Five Top Tips for a Food Allergy-Safe Kitchen


There are basically two camps of thinking when it comes to cooking with a member of the family who has one or multiple food allergies. The first completely eliminates the allergen from the home, making it a safe haven for the allergic individual by nobody having the option to have the offending food available. The other camp does not eliminate allergens, but comes up with a system to keep things safe.

I see the drawbacks and benefits of both sides, but for our family, there are just so many allergens to steer clear from that the rest of the family who isn’t affected by Jonah’s multiple food allergies would not be realistically content.

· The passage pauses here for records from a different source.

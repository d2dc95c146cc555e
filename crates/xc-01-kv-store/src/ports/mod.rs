//! Ports for the key-value store.

pub mod inbound;
//! # Signing-Context JSON
//!
//! ```json
//! {
//!   "type": "Transaction",
//!   "hex": "<unsigned transaction>",
//!   "items": {
//!     "0x<script hash>": {
//!       "script": "<verification script hex>",
//!       "parameters": [{ "type": "Signature", "value": "<hex>" | null }],
//!       "signatures": { "<public key hex>": "<signature hex>" }
//!     }
//!   }
//! }
//! ```
//!
//! Every signature is re-verified on decode, so a context handed back by a
//! client cannot smuggle in signatures the coordinator would reject.

use super::context::{ContextItem, SigningContext};
use super::errors::SigningError;
use serde::{Deserialize, Serialize};
use shared_crypto::{PublicKey, Signature};
use shared_types::{Contract, ContractParameterType, ScriptHash, Transaction};
use std::collections::BTreeMap;

pub const CONTEXT_TYPE: &str = "Transaction";

#[derive(Debug, Serialize, Deserialize)]
struct ContextJson {
    #[serde(rename = "type")]
    kind: String,
    hex: String,
    #[serde(default)]
    items: BTreeMap<String, ItemJson>,
}

#[derive(Debug, Serialize, Deserialize)]
struct ItemJson {
    script: String,
    parameters: Vec<ParameterJson>,
    #[serde(default)]
    signatures: BTreeMap<String, String>,
}

#[derive(Debug, Serialize, Deserialize)]
struct ParameterJson {
    #[serde(rename = "type")]
    kind: ContractParameterType,
    #[serde(default)]
    value: Option<String>,
}

fn invalid(what: &str, err: impl std::fmt::Display) -> SigningError {
    SigningError::InvalidContext(format!("{}: {}", what, err))
}

fn item_json(item: &ContextItem) -> ItemJson {
    let mut ordered = if item.is_satisfied() {
        item.ordered_signatures().into_iter()
    } else {
        Vec::new().into_iter()
    };
    let parameters = item
        .contract()
        .parameter_list
        .iter()
        .map(|kind| ParameterJson {
            kind: *kind,
            value: match kind {
                ContractParameterType::Signature => {
                    ordered.next().map(|s| hex::encode(s.as_bytes()))
                }
                _ => None,
            },
        })
        .collect();
    ItemJson {
        script: hex::encode(&item.contract().script),
        parameters,
        signatures: item
            .signatures()
            .iter()
            .map(|(key, sig)| (hex::encode(key.as_bytes()), hex::encode(sig.as_bytes())))
            .collect(),
    }
}

impl SigningContext {
    pub fn to_json(&self) -> serde_json::Value {
        let doc = ContextJson {
            kind: CONTEXT_TYPE.to_string(),
            hex: hex::encode(self.hash_data()),
            items: self
                .items()
                .iter()
                .map(|(hash, item)| (hash.to_string(), item_json(item)))
                .collect(),
        };
        serde_json::to_value(doc).unwrap_or(serde_json::Value::Null)
    }

    pub fn from_json(value: &serde_json::Value) -> Result<Self, SigningError> {
        let doc: ContextJson = serde_json::from_value(value.clone())
            .map_err(|e| invalid("malformed context", e))?;
        if doc.kind != CONTEXT_TYPE {
            return Err(SigningError::InvalidContext(format!(
                "only {} contexts can be relayed, got {}",
                CONTEXT_TYPE, doc.kind
            )));
        }
        let bytes = hex::decode(&doc.hex).map_err(|e| invalid("transaction hex", e))?;
        let tx = Transaction::from_unsigned_bytes(&bytes).map_err(|e| invalid("transaction", e))?;
        let mut ctx = SigningContext::new(tx);

        for (hash, item) in &doc.items {
            let expected = ScriptHash::parse(hash).map_err(|e| invalid("item key", e))?;
            let script = hex::decode(&item.script).map_err(|e| invalid("item script", e))?;
            let contract = Contract::new(
                script,
                item.parameters.iter().map(|p| p.kind).collect(),
            );
            if contract.script_hash() != expected {
                return Err(SigningError::InvalidContext(format!(
                    "script does not hash to {}",
                    expected
                )));
            }
            for (key, sig) in &item.signatures {
                let key = hex::decode(key)
                    .map_err(|e| invalid("public key", e))
                    .and_then(|b| PublicKey::from_slice(&b).map_err(|e| invalid("public key", e)))?;
                let sig = hex::decode(sig)
                    .map_err(|e| invalid("signature", e))
                    .and_then(|b| Signature::from_slice(&b).map_err(|e| invalid("signature", e)))?;
                ctx.add_signature(&contract, key, sig)?;
            }
        }
        Ok(ctx)
    }
}
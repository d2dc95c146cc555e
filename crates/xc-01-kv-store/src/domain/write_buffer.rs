//! # Staged Writes
//!
//! Ordered buffer of puts and deletes held by a snapshot view until commit.
//! A later write to the same key replaces the earlier one.

use super::family::Family;
use std::collections::BTreeMap;

type Entry = (Vec<u8>, Vec<u8>);

#[derive(Debug, Default, Clone)]
pub struct WriteBuffer {
    staged: BTreeMap<(Family, Vec<u8>), Option<Vec<u8>>>,
}

impl WriteBuffer {
    pub fn new() -> Self {
        Self::default()
    }

    pub fn put(&mut self, family: Family, key: &[u8], value: &[u8]) {
        self.staged.insert((family, key.to_vec()), Some(value.to_vec()));
    }

    pub fn delete(&mut self, family: Family, key: &[u8]) {
        self.staged.insert((family, key.to_vec()), None);
    }

    /// `Some(None)` means the key is staged for deletion.
    pub fn get(&self, family: Family, key: &[u8]) -> Option<Option<&Vec<u8>>> {
        self.staged
            .get(&(family, key.to_vec()))
            .map(|v| v.as_ref())
    }

    pub fn len(&self) -> usize {
        self.staged.len()
    }

    pub fn is_empty(&self) -> bool {
        self.staged.is_empty()
    }

    /// Overlay staged entries for `family`/`prefix` onto `base` (sorted).
    pub fn merge_prefix(&self, family: Family, prefix: &[u8], base: Vec<Entry>) -> Vec<Entry> {
        let mut merged: BTreeMap<Vec<u8>, Vec<u8>> = base.into_iter().collect();
        for ((f, key), value) in self.staged.range((family, prefix.to_vec())..) {
            if *f != family || !key.starts_with(prefix) {
                break;
            }
            match value {
                Some(v) => {
                    merged.insert(key.clone(), v.clone());
                }
                None => {
                    merged.remove(key);
                }
            }
        }
        merged.into_iter().collect()
    }

    pub fn iter(&self) -> impl Iterator<Item = (Family, &[u8], Option<&[u8]>)> {
        self.staged
            .iter()
            .map(|((f, k), v)| (*f, k.as_slice(), v.as_deref()))
    }

    pub fn into_entries(self) -> impl Iterator<Item = ((Family, Vec<u8>), Option<Vec<u8>>)> {
        self.staged.into_iter()
    }
}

We also feel that Jonah has so many anaphylactic allergies to deal with that we want him to be comfortable both in and out of our home to eat confidently no matter who is with, or what situation he finds himself in by being able to read labels, ask questions, and decrease anxiety he may develop over offending foods as he gets older. The reality of his diagnosis thus far is that there are multiple allergies that are life-threatening for him and he lives in a world that surrounds him with them. The more we can help him navigate at home in a “realistic” setting, the more confident he will feel when put into situations outside the home to advocate for himself and protect himself when we can’t be there as he grows older.

We have come up with a system in our home, specifically our kitchen to still ensure ultimate safety for Sadie, who has a life threatening peanut/tree nut allergy and for Jonah’s multiple anaphylactic list of allergens as well. Hopefully if you are newly diagnosed or going back and forth between which way is the right way for your family, these tips will give you confidence in your kitchen.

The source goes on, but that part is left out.